Saved data entries:
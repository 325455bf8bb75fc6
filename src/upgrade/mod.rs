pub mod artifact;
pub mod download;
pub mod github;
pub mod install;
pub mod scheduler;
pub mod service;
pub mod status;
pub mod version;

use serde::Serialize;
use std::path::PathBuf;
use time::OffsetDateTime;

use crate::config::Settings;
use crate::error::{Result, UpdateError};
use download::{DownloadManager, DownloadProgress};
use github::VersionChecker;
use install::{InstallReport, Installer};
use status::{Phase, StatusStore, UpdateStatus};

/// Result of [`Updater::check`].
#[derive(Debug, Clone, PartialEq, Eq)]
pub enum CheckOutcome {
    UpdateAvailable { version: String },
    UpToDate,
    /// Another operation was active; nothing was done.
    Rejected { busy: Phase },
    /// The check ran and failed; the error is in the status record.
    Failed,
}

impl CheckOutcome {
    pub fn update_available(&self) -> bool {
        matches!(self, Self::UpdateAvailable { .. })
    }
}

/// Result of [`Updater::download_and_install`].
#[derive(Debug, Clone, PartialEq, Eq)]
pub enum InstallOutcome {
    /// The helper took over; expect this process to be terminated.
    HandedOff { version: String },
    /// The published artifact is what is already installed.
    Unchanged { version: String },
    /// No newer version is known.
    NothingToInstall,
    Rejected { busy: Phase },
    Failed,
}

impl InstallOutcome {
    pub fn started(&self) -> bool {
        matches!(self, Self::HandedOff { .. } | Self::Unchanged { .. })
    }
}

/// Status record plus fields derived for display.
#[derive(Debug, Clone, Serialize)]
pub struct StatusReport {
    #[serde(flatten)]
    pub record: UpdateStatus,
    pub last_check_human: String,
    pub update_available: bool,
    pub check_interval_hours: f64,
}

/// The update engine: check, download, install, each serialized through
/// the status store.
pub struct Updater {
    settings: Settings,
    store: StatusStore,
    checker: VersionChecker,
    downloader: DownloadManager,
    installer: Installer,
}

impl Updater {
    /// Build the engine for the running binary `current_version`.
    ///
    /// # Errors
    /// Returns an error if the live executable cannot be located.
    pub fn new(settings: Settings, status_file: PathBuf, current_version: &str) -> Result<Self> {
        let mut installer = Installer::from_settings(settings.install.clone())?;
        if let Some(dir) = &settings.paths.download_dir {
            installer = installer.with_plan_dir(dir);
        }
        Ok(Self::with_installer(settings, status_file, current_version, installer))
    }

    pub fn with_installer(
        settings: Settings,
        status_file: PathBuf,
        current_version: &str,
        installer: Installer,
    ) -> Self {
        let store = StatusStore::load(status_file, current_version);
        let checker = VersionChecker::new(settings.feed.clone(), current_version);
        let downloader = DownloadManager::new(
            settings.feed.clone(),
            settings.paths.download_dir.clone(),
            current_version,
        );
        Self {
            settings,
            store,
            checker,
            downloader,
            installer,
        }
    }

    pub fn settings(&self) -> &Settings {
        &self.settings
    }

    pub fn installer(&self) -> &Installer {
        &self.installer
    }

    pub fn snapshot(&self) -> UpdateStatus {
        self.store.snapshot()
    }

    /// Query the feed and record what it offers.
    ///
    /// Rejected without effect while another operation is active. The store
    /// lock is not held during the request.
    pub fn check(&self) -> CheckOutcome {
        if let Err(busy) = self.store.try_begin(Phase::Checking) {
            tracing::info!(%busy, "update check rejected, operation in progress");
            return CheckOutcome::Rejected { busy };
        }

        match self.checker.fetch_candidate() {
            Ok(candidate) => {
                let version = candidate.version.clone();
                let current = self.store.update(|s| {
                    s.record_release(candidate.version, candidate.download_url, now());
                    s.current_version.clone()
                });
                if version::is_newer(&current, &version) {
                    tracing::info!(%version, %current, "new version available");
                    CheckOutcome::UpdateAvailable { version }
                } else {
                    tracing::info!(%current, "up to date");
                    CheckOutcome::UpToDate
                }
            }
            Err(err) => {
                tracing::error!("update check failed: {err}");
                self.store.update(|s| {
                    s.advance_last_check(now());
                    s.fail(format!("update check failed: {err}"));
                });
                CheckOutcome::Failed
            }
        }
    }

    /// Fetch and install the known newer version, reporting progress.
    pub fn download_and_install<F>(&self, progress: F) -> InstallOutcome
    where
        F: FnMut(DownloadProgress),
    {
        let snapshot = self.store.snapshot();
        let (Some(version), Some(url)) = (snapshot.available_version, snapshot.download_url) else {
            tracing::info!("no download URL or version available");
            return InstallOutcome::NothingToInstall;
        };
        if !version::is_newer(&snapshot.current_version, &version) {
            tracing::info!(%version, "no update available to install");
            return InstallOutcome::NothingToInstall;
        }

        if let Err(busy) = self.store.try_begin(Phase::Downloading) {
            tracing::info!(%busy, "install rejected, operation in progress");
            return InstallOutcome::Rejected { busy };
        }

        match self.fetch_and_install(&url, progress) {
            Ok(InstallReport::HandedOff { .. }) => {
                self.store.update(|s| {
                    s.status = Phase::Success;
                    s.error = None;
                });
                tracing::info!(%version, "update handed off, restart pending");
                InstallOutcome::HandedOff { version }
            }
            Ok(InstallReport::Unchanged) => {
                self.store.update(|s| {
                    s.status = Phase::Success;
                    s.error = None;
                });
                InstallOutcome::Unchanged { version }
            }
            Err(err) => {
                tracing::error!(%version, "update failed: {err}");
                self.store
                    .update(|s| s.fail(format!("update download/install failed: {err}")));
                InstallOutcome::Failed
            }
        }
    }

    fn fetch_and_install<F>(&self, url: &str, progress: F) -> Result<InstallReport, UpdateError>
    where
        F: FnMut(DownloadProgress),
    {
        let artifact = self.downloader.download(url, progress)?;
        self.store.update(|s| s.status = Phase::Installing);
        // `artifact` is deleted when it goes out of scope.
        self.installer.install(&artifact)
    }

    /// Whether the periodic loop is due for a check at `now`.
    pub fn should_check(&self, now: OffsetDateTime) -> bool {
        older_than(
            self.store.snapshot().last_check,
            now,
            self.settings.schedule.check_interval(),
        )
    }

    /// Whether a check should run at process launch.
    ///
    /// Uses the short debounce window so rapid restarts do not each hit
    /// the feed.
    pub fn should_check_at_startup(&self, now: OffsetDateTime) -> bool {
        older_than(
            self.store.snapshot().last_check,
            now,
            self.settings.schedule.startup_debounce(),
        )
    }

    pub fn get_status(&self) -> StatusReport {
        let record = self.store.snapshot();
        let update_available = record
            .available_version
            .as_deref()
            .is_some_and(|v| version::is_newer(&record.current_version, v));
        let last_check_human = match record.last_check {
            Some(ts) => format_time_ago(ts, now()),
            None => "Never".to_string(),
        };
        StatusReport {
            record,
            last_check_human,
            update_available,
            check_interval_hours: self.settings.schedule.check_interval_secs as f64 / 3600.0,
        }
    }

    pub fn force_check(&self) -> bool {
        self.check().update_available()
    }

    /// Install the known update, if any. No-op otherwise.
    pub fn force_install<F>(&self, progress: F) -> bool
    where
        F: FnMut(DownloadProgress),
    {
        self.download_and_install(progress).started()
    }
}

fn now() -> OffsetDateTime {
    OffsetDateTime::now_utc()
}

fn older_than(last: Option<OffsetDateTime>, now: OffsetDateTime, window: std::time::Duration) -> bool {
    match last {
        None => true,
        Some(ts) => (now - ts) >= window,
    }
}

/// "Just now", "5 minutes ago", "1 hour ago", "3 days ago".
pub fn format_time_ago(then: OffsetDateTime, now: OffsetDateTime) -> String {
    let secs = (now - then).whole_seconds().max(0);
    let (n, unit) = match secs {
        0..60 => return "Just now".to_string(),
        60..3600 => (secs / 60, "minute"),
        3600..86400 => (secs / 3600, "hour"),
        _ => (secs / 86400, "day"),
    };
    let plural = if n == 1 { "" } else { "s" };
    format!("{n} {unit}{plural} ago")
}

_What the task requires_
Each line above should be copied exactly, with no line missing.

_Final answer_
repository 325455bf8bb75fc6
filename src/upgrade/mod.rs
pub mod artifact;
pub mod download;
pub mod github;
pub mod install;
pub mod scheduler;
pub mod service;
pub mod status;
pub mod version;

use serde::Serialize;
use std::path::PathBuf;
use time::OffsetDateTime;

use crate::config::Settings;
use crate::error::{Result, UpdateError};
use download::{DownloadManager, DownloadProgress};
use github::VersionChecker;
use install::{InstallReport, Installer};
use status::{Phase, StatusStore, UpdateStatus};

/// Result of [`Updater::check`].
#[derive(Debug, Clone, PartialEq, Eq)]
pub enum CheckOutcome {
    UpdateAvailable { version: String },
    UpToDate,
    /// Another operation was active; nothing was done.
    Rejected { busy: Phase },
    /// The check ran and failed; the error is in the status record.
    Failed,
}

impl CheckOutcome {
    pub fn update_available(&self) -> bool {
        matches!(self, Self::UpdateAvailable { .. })
    }
}

/// Result of [`Updater::download_and_install`].
#[derive(Debug, Clone, PartialEq, Eq)]
pub enum InstallOutcome {
    /// The helper took over; expect this process to be terminated.
    HandedOff { version: String },
    /// The published artifact is what is already installed.
    Unchanged { version: String },
    /// No newer version is known.
    NothingToInstall,
    Rejected { busy: Phase },
    Failed,
}

impl InstallOutcome {
    pub fn started(&self) -> bool {
        matches!(self, Self::HandedOff { .. } | Self::Unchanged { .. })
    }
}

/// Status record plus fields derived for display.
#[derive(Debug, Clone, Serialize)]
pub struct StatusReport {
    #[serde(flatten)]
    pub record: UpdateStatus,
    pub last_check_human: String,
    pub update_available: bool,
    pub check_interval_hours: f64,
}

/// The update engine: check, download, install, each serialized through
/// the status store.
pub struct Updater {
    settings: Settings,
    store: StatusStore,
    checker: VersionChecker,
    downloader: DownloadManager,
    installer: Installer,
}

impl Updater {
    /// Build the engine for the running binary `current_version`.
    ///
    /// # Errors
    /// Returns an error if the live executable cannot be located.
    pub fn new(settings: Settings, status_file: PathBuf, current_version: &str) -> Result<Self> {
        let mut installer = Installer::from_settings(settings.install.clone())?;
        if let Some(dir) = &settings.paths.download_dir {
            installer = installer.with_plan_dir(dir);
        }
        Ok(Self::with_installer(settings, status_file, current_version, installer))
    }

    pub fn with_installer(
        settings: Settings,
        status_file: PathBuf,
        current_version: &str,
        installer: Installer,
    ) -> Self {
        let store = StatusStore::load(status_file, current_version);
        let checker = VersionChecker::new(settings.feed.clone(), current_version);
        let downloader = DownloadManager::new(
            settings.feed.clone(),
            settings.paths.download_dir.clone(),
            current_version,
        );
        Self {
            settings,
            store,
            checker,
            downloader,
            installer,
        }
    }

    pub fn settings(&self) -> &Settings {
        &self.settings
    }

    pub fn installer(&self) -> &Installer {
        &self.installer
    }

    pub fn snapshot(&self) -> UpdateStatus {
        self.store.snapshot()
    }

    /// Query the feed and record what it offers.
    ///
    /// Rejected without effect while another operation is active. The store
    /// lock is not held during the request.
    pub fn check(&self) -> CheckOutcome {
        if let Err(busy) = self.store.try_begin(Phase::Checking) {
            tracing::info!(%busy, "update check rejected, operation in progress");
            return CheckOutcome::Rejected { busy };
        }

        match self.checker.fetch_candidate() {
            Ok(candidate) => {
                let version = candidate.version.clone();
                let current = self.store.update(|s| {
                    s.record_release(candidate.version, candidate.download_url, now());
                    s.current_version.clone()
                });
                if version::is_newer(&current, &version) {
                    tracing::info!(%version, %current, "new version available");
                    CheckOutcome::UpdateAvailable { version }
                } else {
                    tracing::info!(%current, "up to date");
                    CheckOutcome::UpToDate
                }
            }
            Err(err) => {
                tracing::error!("update check failed: {err}");
                self.store.update(|s| {
                    s.advance_last_check(now());
                    s.fail(format!("update check failed: {err}"));
                });
                CheckOutcome::Failed
            }
        }
    }

    /// Fetch and install the known newer version, reporting progress.
    pub fn download_and_install<F>(&self, progress: F) -> InstallOutcome
    where
        F: FnMut(DownloadProgress),
    {
        let snapshot = self.store.snapshot();
        let (Some(version), Some(url)) = (snapshot.available_version, snapshot.download_url) else {
            tracing::info!("no download URL or version available");
            return InstallOutcome::NothingToInstall;
        };
        if !version::is_newer(&snapshot.current_version, &version) {
            tracing::info!(%version, "no update available to install");
            return InstallOutcome::NothingToInstall;
        }

        if let Err(busy) = self.store.try_begin(Phase::Downloading) {
            tracing::info!(%busy, "install rejected, operation in progress");
            return InstallOutcome::Rejected { busy };
        }

        match self.fetch_and_install(&url, progress) {
            Ok(InstallReport::HandedOff { .. }) => {
                self.store.update(|s| {
                    s.status = Phase::Success;
                    s.error = None;
                });
                tracing::info!(%version, "update handed off, restart pending");
                InstallOutcome::HandedOff { version }
            }
            Ok(InstallReport::Unchanged) => {
                self.store.update(|s| {
                    s.status = Phase::Success;
                    s.error = None;
                });
                InstallOutcome::Unchanged { version }
            }
            Err(err) => {
                tracing::error!(%version, "update failed: {err}");
                self.store
                    .update(|s| s.fail(format!("update download/install failed: {err}")));
                InstallOutcome::Failed
            }
        }
    }

    fn fetch_and_install<F>(&self, url: &str, progress: F) -> Result<InstallReport, UpdateError>
    where
        F: FnMut(DownloadProgress),
    {
        let artifact = self.downloader.download(url, progress)?;
        self.store.update(|s| s.status = Phase::Installing);
        // `artifact` is deleted when it goes out of scope.
        self.installer.install(&artifact)
    }

    /// Whether the periodic loop is due for a check at `now`.
    pub fn should_check(&self, now: OffsetDateTime) -> bool {
        older_than(
            self.store.snapshot().last_check,
            now,
            self.settings.schedule.check_interval(),
        )
    }

    /// Whether a check should run at process launch.
    ///
    /// Uses the short debounce window so rapid restarts do not each hit
    /// the feed.
    pub fn should_check_at_startup(&self, now: OffsetDateTime) -> bool {
        older_than(
            self.store.snapshot().last_check,
            now,
            self.settings.schedule.startup_debounce(),
        )
    }

    pub fn get_status(&self) -> StatusReport {
        let record = self.store.snapshot();
        let update_available = record
            .available_version
            .as_deref()
            .is_some_and(|v| version::is_newer(&record.current_version, v));
        let last_check_human = match record.last_check {
            Some(ts) => format_time_ago(ts, now()),
            None => "Never".to_string(),
        };
        StatusReport {
            record,
            last_check_human,
            update_available,
            check_interval_hours: self.settings.schedule.check_interval_secs as f64 / 3600.0,
        }
    }

    pub fn force_check(&self) -> bool {
        self.check().update_available()
    }

    /// Install the known update, if any. No-op otherwise.
    pub fn force_install<F>(&self, progress: F) -> bool
    where
        F: FnMut(DownloadProgress),
    {
        self.download_and_install(progress).started()
    }
}

fn now() -> OffsetDateTime {
    OffsetDateTime::now_utc()
}

fn older_than(last: Option<OffsetDateTime>, now: OffsetDateTime, window: std::time::Duration) -> bool {
    match last {
        None => true,
        Some(ts) => (now - ts) >= window,
    }
}

/// "Just now", "5 minutes ago", "1 hour ago", "3 days ago".
pub fn format_time_ago(then: OffsetDateTime, now: OffsetDateTime) -> String {
    let secs = (now - then).whole_seconds().max(0);
    let (n, unit) = match secs {
        0..60 => return "Just now".to_string(),
        60..3600 => (secs / 60, "minute"),
        3600..86400 => (secs / 3600, "hour"),
        _ => (secs / 86400, "day"),
    };
    let plural = if n == 1 { "" } else { "s" };
    format!("{n} {unit}{plural} ago")
}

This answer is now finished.